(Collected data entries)
----------------------------------------

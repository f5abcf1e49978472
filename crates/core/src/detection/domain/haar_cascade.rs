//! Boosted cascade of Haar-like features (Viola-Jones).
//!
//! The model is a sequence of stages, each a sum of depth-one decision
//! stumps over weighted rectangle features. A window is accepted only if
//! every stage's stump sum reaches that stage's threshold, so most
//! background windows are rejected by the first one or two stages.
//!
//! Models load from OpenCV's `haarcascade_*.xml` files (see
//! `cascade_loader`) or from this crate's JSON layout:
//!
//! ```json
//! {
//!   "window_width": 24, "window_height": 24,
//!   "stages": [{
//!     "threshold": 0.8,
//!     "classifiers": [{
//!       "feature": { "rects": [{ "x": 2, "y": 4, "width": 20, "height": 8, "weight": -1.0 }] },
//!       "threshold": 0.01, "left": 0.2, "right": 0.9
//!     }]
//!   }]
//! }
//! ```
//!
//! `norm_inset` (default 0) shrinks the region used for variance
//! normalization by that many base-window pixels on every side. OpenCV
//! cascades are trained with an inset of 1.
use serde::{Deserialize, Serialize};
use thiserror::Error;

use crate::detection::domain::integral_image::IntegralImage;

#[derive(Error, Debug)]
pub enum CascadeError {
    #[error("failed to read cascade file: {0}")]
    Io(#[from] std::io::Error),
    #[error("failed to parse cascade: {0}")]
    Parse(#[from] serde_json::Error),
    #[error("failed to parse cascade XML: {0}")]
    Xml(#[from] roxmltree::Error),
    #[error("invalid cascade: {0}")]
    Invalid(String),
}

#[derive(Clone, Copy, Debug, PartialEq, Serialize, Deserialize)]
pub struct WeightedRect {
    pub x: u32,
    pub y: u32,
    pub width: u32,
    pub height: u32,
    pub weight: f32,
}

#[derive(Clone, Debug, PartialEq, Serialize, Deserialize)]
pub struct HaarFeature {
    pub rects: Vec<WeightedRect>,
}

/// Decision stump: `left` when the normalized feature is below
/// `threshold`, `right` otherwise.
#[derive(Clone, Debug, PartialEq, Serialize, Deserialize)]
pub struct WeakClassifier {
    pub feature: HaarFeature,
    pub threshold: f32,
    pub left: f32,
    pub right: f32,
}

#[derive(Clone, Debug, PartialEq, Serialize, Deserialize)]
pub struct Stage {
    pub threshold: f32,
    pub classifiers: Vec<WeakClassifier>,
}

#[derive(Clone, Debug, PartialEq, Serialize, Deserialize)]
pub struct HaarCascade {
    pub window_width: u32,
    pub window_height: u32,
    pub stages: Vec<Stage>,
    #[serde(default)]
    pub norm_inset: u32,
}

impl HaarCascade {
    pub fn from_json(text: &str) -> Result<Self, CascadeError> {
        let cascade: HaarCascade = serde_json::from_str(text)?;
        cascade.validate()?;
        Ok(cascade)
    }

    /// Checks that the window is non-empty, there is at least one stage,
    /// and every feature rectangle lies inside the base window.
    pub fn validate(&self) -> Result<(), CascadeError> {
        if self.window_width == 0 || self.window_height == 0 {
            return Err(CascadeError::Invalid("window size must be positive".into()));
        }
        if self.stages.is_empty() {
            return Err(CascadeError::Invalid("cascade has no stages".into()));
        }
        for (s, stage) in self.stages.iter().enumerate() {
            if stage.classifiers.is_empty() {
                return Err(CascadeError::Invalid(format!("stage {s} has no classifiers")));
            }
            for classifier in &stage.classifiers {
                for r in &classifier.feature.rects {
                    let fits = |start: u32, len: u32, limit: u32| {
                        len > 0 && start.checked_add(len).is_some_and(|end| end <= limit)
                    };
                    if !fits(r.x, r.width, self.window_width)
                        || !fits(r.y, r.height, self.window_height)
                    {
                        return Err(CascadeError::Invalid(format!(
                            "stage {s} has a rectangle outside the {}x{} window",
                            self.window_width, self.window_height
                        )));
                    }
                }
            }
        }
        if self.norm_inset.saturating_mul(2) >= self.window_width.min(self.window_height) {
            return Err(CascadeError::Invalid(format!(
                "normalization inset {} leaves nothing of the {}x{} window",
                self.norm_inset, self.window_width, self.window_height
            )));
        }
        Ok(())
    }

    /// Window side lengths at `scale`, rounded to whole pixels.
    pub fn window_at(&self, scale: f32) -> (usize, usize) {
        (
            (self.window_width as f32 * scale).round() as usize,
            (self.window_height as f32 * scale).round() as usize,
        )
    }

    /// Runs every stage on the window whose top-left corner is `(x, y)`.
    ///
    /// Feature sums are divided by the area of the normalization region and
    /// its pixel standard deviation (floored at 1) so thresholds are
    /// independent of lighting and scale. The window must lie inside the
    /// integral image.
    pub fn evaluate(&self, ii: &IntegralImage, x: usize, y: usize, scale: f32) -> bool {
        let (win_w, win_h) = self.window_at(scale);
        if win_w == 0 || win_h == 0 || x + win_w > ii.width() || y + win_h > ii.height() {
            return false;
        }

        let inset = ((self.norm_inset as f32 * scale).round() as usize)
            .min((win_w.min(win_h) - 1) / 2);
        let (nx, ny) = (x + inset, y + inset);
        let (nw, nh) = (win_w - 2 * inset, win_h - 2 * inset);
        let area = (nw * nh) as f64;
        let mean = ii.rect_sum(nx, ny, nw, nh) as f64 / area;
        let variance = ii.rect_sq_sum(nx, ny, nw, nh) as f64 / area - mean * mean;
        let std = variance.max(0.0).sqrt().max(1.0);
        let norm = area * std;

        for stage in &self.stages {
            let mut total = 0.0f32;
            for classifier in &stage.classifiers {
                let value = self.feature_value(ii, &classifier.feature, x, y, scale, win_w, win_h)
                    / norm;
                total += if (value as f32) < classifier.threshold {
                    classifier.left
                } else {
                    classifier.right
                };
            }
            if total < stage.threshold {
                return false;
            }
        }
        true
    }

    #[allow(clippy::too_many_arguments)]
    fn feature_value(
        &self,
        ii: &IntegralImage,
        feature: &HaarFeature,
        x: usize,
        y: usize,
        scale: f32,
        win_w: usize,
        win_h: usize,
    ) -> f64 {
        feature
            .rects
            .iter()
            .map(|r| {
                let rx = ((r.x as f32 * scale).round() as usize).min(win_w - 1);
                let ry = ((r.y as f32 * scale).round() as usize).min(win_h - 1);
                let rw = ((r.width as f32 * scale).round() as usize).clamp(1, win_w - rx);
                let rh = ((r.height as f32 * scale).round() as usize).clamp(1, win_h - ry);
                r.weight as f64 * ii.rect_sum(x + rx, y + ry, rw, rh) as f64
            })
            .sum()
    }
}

----------------------------------------

Work instruction: Go through the entries above and copy each line holding the string "that".

Written response:
//! every stage's stump sum reaches that stage's threshold, so most
//! normalization by that many base-window pixels on every side. OpenCV
    /// Checks that the window is non-empty, there is at least one stage,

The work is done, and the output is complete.